= Beginning of Section =

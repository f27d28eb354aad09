/// Push channel transport
///
/// The connection driver only talks to these traits, so tests can script a
/// channel in memory while production uses a websocket.
use crate::error::{NotifyError, Result};
use async_trait::async_trait;
use futures_util::{SinkExt, StreamExt};
use tokio::net::TcpStream;
use tokio_tungstenite::tungstenite::Message;
use tokio_tungstenite::{connect_async, MaybeTlsStream, WebSocketStream};
use tracing::debug;

/// An open, bidirectional push channel
#[async_trait]
pub trait PushChannel: Send {
    /// Send one text frame
    async fn send_text(&mut self, text: String) -> Result<()>;

    /// Next inbound frame payload; `None` once the channel has closed.
    ///
    /// Must be cancel-safe: the driver polls it inside `tokio::select!`.
    async fn next_frame(&mut self) -> Option<Result<Vec<u8>>>;

    /// Close the channel; errors are not interesting at this point
    async fn close(&mut self);
}

/// Opens push channels
#[async_trait]
pub trait PushTransport: Send + Sync {
    async fn connect(&self, url: &str) -> Result<Box<dyn PushChannel>>;
}

/// Websocket transport over tokio-tungstenite
#[derive(Debug, Clone, Copy, Default)]
pub struct WsTransport;

#[async_trait]
impl PushTransport for WsTransport {
    async fn connect(&self, url: &str) -> Result<Box<dyn PushChannel>> {
        let (stream, response) = connect_async(url).await?;
        debug!("Websocket handshake with {} returned {}", url, response.status());
        Ok(Box::new(WsChannel { stream }))
    }
}

struct WsChannel {
    stream: WebSocketStream<MaybeTlsStream<TcpStream>>,
}

#[async_trait]
impl PushChannel for WsChannel {
    async fn send_text(&mut self, text: String) -> Result<()> {
        self.stream.send(Message::Text(text)).await?;
        Ok(())
    }

    async fn next_frame(&mut self) -> Option<Result<Vec<u8>>> {
        loop {
            match self.stream.next().await? {
                Ok(Message::Text(text)) => return Some(Ok(text.into_bytes())),
                Ok(Message::Binary(data)) => return Some(Ok(data)),
                Ok(Message::Close(frame)) => {
                    debug!("Server closed push channel: {:?}", frame);
                    return None;
                }
                // Ping/pong are answered by tungstenite itself
                Ok(_) => continue,
                Err(e) => return Some(Err(NotifyError::WebSocket(e))),
            }
        }
    }

    async fn close(&mut self) {
        if let Err(e) = self.stream.close(None).await {
            debug!("Websocket close: {}", e);
        }
    }
}
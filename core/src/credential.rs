/// Session credential lookup
use std::sync::RwLock;
use tracing::warn;

/// Name of the cookie carrying the session token
pub const SESSION_COOKIE: &str = "session_token";

/// Supplies the session credential for the current identity
pub trait CredentialSource: Send + Sync {
    /// Current credential, or `None` when signed out
    fn credential(&self) -> Option<String>;
}

/// Extract a cookie value from a raw `Cookie`-style string.
///
/// Everything after the first `=` is the value, so tokens carrying `=`
/// padding survive intact. Empty values count as absent.
pub fn parse_cookie(raw: &str, name: &str) -> Option<String> {
    raw.split(';')
        .map(str::trim)
        .filter_map(|entry| entry.split_once('='))
        .find(|(key, _)| key.trim() == name)
        .map(|(_, value)| value.trim().to_string())
        .filter(|value| !value.is_empty())
}

/// Cookie-backed credential source
///
/// The raw cookie string can be replaced at any time (e.g. after a login);
/// the next connection attempt picks the new value up.
#[derive(Debug, Default)]
pub struct CookieJar {
    raw: RwLock<String>,
}

impl CookieJar {
    pub fn new(raw: impl Into<String>) -> Self {
        Self {
            raw: RwLock::new(raw.into()),
        }
    }

    /// Replace the raw cookie string
    pub fn set(&self, raw: impl Into<String>) {
        match self.raw.write() {
            Ok(mut guard) => *guard = raw.into(),
            Err(poisoned) => *poisoned.into_inner() = raw.into(),
        }
    }
}

impl CredentialSource for CookieJar {
    fn credential(&self) -> Option<String> {
        let raw = match self.raw.read() {
            Ok(guard) => guard.clone(),
            Err(poisoned) => {
                warn!("Cookie jar lock poisoned, reading last value");
                poisoned.into_inner().clone()
            }
        };
        parse_cookie(&raw, SESSION_COOKIE)
    }
}

/// Fixed credential, mostly for tooling and tests
#[derive(Debug, Clone, Default)]
pub struct StaticCredential(pub Option<String>);

impl StaticCredential {
    pub fn token(token: impl Into<String>) -> Self {
        Self(Some(token.into()))
    }

    pub fn missing() -> Self {
        Self(None)
    }
}

impl CredentialSource for StaticCredential {
    fn credential(&self) -> Option<String> {
        self.0.clone()
    }
}
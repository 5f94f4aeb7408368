use crate::cli::Args;
use crate::history::{ initialize_history_store, HistoryStore, StoreError };
use crate::llm::chat::{ GenerationError, ResponseGenerator };
use crate::llm::LlmConfig;
use crate::models::chat::{ Conversation, Message, NewConversation, NewMessage, Role };

use log::{ error, info, warn };
use std::sync::Arc;
use thiserror::Error;

#[derive(Debug, Error)]
pub enum AgentError {
    #[error("Conversation {0} not found")]
    ConversationNotFound(u64),

    #[error("Message {0} not found")]
    MessageNotFound(u64),

    #[error(transparent)]
    Store(#[from] StoreError),

    #[error(transparent)]
    Generation(#[from] GenerationError),
}

/// Both sides of one completed chat turn, as stored.
#[derive(Debug, Clone)]
pub struct ChatTurnResult {
    pub user_message: Message,
    pub assistant_message: Message,
}

/// Runs chat turns against the store and the response generator.
#[derive(Clone)]
pub struct ChatAgent {
    history_store: Arc<dyn HistoryStore>,
    generator: Arc<ResponseGenerator>,
}

impl ChatAgent {
    pub fn new(args: &Args) -> Result<Self, AgentError> {
        let llm_config = LlmConfig::from_args(args);
        if llm_config.api_key.is_none() {
            warn!("GOOGLE_API_KEY is not set; chat requests will fail until it is provided");
        }
        let generator = ResponseGenerator::from_config(&llm_config)?;
        info!(
            "Chat client configured: Model={}, BaseURL={:?}",
            generator.model(),
            llm_config.base_url.as_deref().unwrap_or("adapter default")
        );
        Ok(Self::with_parts(initialize_history_store(), Arc::new(generator)))
    }

    pub fn with_parts(
        history_store: Arc<dyn HistoryStore>,
        generator: Arc<ResponseGenerator>
    ) -> Self {
        Self { history_store, generator }
    }

    pub async fn create_conversation(
        &self,
        request: NewConversation
    ) -> Result<Conversation, AgentError> {
        let conversation = self.history_store.create_conversation(request).await?;
        info!("Created conversation {} '{}'", conversation.id, conversation.title);
        Ok(conversation)
    }

    pub async fn get_conversation(&self, id: u64) -> Result<Option<Conversation>, AgentError> {
        Ok(self.history_store.get_conversation(id).await?)
    }

    pub async fn get_message(&self, id: u64) -> Result<Message, AgentError> {
        self.history_store.get_message(id).await?.ok_or(AgentError::MessageNotFound(id))
    }

    pub async fn conversation_messages(
        &self,
        conversation_id: u64
    ) -> Result<Vec<Message>, AgentError> {
        self.require_conversation(conversation_id).await?;
        Ok(self.history_store.get_messages_by_conversation(conversation_id).await?)
    }

    /// Asks the generator for a reply using the conversation's prior messages
    /// as context, then records the prompt and the reply.
    ///
    /// Nothing is stored when generation fails.
    pub async fn process_message(
        &self,
        conversation_id: u64,
        content: &str
    ) -> Result<ChatTurnResult, AgentError> {
        self.require_conversation(conversation_id).await?;

        let history = self.history_store.get_messages_by_conversation(conversation_id).await?;
        let reply = self.generator
            .generate(content, &history).await
            .map_err(|e| {
                error!("LLM interaction error in conversation {}: {}", conversation_id, e);
                e
            })?;

        let user_message = self.history_store.create_message(
            NewMessage::new(conversation_id, Role::User, content)
        ).await?;
        let assistant_message = self.history_store.create_message(
            NewMessage::new(conversation_id, Role::Assistant, reply)
        ).await?;

        Ok(ChatTurnResult { user_message, assistant_message })
    }

    async fn require_conversation(&self, id: u64) -> Result<Conversation, AgentError> {
        self.history_store
            .get_conversation(id).await?
            .ok_or(AgentError::ConversationNotFound(id))
    }
}
mod memory;

use async_trait::async_trait;
use log::info;
use std::sync::Arc;
use thiserror::Error;
use crate::models::chat::{ Conversation, Message, NewConversation, NewMessage };

pub use memory::MemoryHistoryStore;

#[derive(Debug, Error)]
pub enum StoreError {
    #[error("Invalid input: {0}")]
    InvalidInput(String),
}

/// Authoritative storage for conversations and their messages.
///
/// Lookups of unknown ids return `Ok(None)`; only malformed creation requests
/// are errors.
#[async_trait]
pub trait HistoryStore: Send + Sync {
    async fn create_conversation(
        &self,
        conversation: NewConversation
    ) -> Result<Conversation, StoreError>;

    async fn get_conversation(&self, id: u64) -> Result<Option<Conversation>, StoreError>;

    async fn create_message(&self, message: NewMessage) -> Result<Message, StoreError>;

    async fn get_message(&self, id: u64) -> Result<Option<Message>, StoreError>;

    /// Messages of one conversation, oldest first.
    async fn get_messages_by_conversation(
        &self,
        conversation_id: u64
    ) -> Result<Vec<Message>, StoreError>;
}

pub fn initialize_history_store() -> Arc<dyn HistoryStore> {
    info!("Chat history will be kept in memory for the lifetime of the process");
    Arc::new(MemoryHistoryStore::new())
}
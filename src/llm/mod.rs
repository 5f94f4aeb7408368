pub mod chat;

use std::time::Duration;
use crate::cli::Args;
use self::chat::GenerationConfig;

pub const DEFAULT_GEMINI_BASE_URL: &str = "https://generativelanguage.googleapis.com";
pub const DEFAULT_GEMINI_MODEL: &str = "gemini-1.5-pro";

#[derive(Debug, Clone)]
pub struct LlmConfig {
    pub api_key: Option<String>,
    pub completion_model: Option<String>,
    pub base_url: Option<String>,
    pub generation: GenerationConfig,
    pub timeout: Duration,
}

impl LlmConfig {
    pub fn from_args(args: &Args) -> Self {
        let api_key = if !args.google_api_key.trim().is_empty() {
            Some(args.google_api_key.trim().to_string())
        } else {
            None
        };
        let defaults = GenerationConfig::default();
        Self {
            api_key,
            completion_model: Some(args.chat_model.clone()).filter(|m| !m.trim().is_empty()),
            base_url: Some(args.chat_base_url.clone()).filter(|u| !u.trim().is_empty()),
            generation: GenerationConfig {
                temperature: args.chat_temperature.unwrap_or(defaults.temperature),
                max_output_tokens: args.chat_max_output_tokens.unwrap_or(defaults.max_output_tokens),
            },
            timeout: Duration::from_secs(args.chat_timeout_secs),
        }
    }
}
//! Store plus generator, wired the way the agent uses them.

use std::sync::atomic::{ AtomicUsize, Ordering };
use std::sync::{ Arc, Mutex };

use async_trait::async_trait;
use gemini_relay::history::{ HistoryStore, MemoryHistoryStore };
use gemini_relay::llm::chat::{
    ChatBackend,
    ChatRequest,
    ChatTurn,
    GenerationConfig,
    GenerationError,
    ResponseGenerator,
};
use gemini_relay::models::chat::{ NewConversation, NewMessage, Role };

struct StubGemini {
    calls: AtomicUsize,
    requests: Mutex<Vec<ChatRequest>>,
}

#[async_trait]
impl ChatBackend for StubGemini {
    async fn send_chat(
        &self,
        credential: &str,
        request: &ChatRequest
    ) -> Result<String, GenerationError> {
        assert_eq!(credential, "valid-key");
        self.calls.fetch_add(1, Ordering::SeqCst);
        self.requests.lock().unwrap().push(request.clone());
        Ok("I'm well.".to_string())
    }

    fn get_model(&self) -> String {
        "stub-gemini".to_string()
    }
}

#[tokio::test]
async fn demo_conversation_round_trip() {
    let store = MemoryHistoryStore::new();

    let conv = store.create_conversation(NewConversation::titled("Demo")).await.unwrap();
    assert_eq!(conv.id, 1);
    assert_eq!(conv.title, "Demo");

    let hi = store.create_message(NewMessage::new(conv.id, Role::User, "Hi")).await.unwrap();
    assert_eq!(hi.id, 1);
    let hello = store
        .create_message(NewMessage::new(conv.id, Role::Assistant, "Hello!")).await
        .unwrap();
    assert_eq!(hello.id, 2);

    let history = store.get_messages_by_conversation(conv.id).await.unwrap();
    assert_eq!(history, vec![hi, hello]);

    let backend = Arc::new(StubGemini {
        calls: AtomicUsize::new(0),
        requests: Mutex::new(Vec::new()),
    });
    let generator = ResponseGenerator::new(
        backend.clone(),
        Some("valid-key".to_string()),
        GenerationConfig::default()
    );

    let reply = generator.generate("How are you?", &history).await.unwrap();
    assert_eq!(reply, "I'm well.");
    assert_eq!(backend.calls.load(Ordering::SeqCst), 1);

    let requests = backend.requests.lock().unwrap();
    assert_eq!(requests[0].history, vec![ChatTurn::user("Hi"), ChatTurn::model("Hello!")]);
    assert_eq!(requests[0].prompt, "How are you?");
    assert_eq!(requests[0].config.temperature, 0.7);
    assert_eq!(requests[0].config.max_output_tokens, 2048);
}

#[tokio::test]
async fn unset_credential_never_reaches_the_service() {
    let backend = Arc::new(StubGemini {
        calls: AtomicUsize::new(0),
        requests: Mutex::new(Vec::new()),
    });
    let generator = ResponseGenerator::new(backend.clone(), None, GenerationConfig::default());

    let err = generator.generate("How are you?", &[]).await.unwrap_err();
    assert_eq!(err, GenerationError::MissingCredential);
    assert_eq!(backend.calls.load(Ordering::SeqCst), 0);
}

= End of Section =

» Action item
From the line containing "assert_eq!(err, GenerationError::MissingCredential);" to the last line of the records above, please write out every line exactly and add nothing.

» Your response
    assert_eq!(err, GenerationError::MissingCredential);
    assert_eq!(backend.calls.load(Ordering::SeqCst), 0);
}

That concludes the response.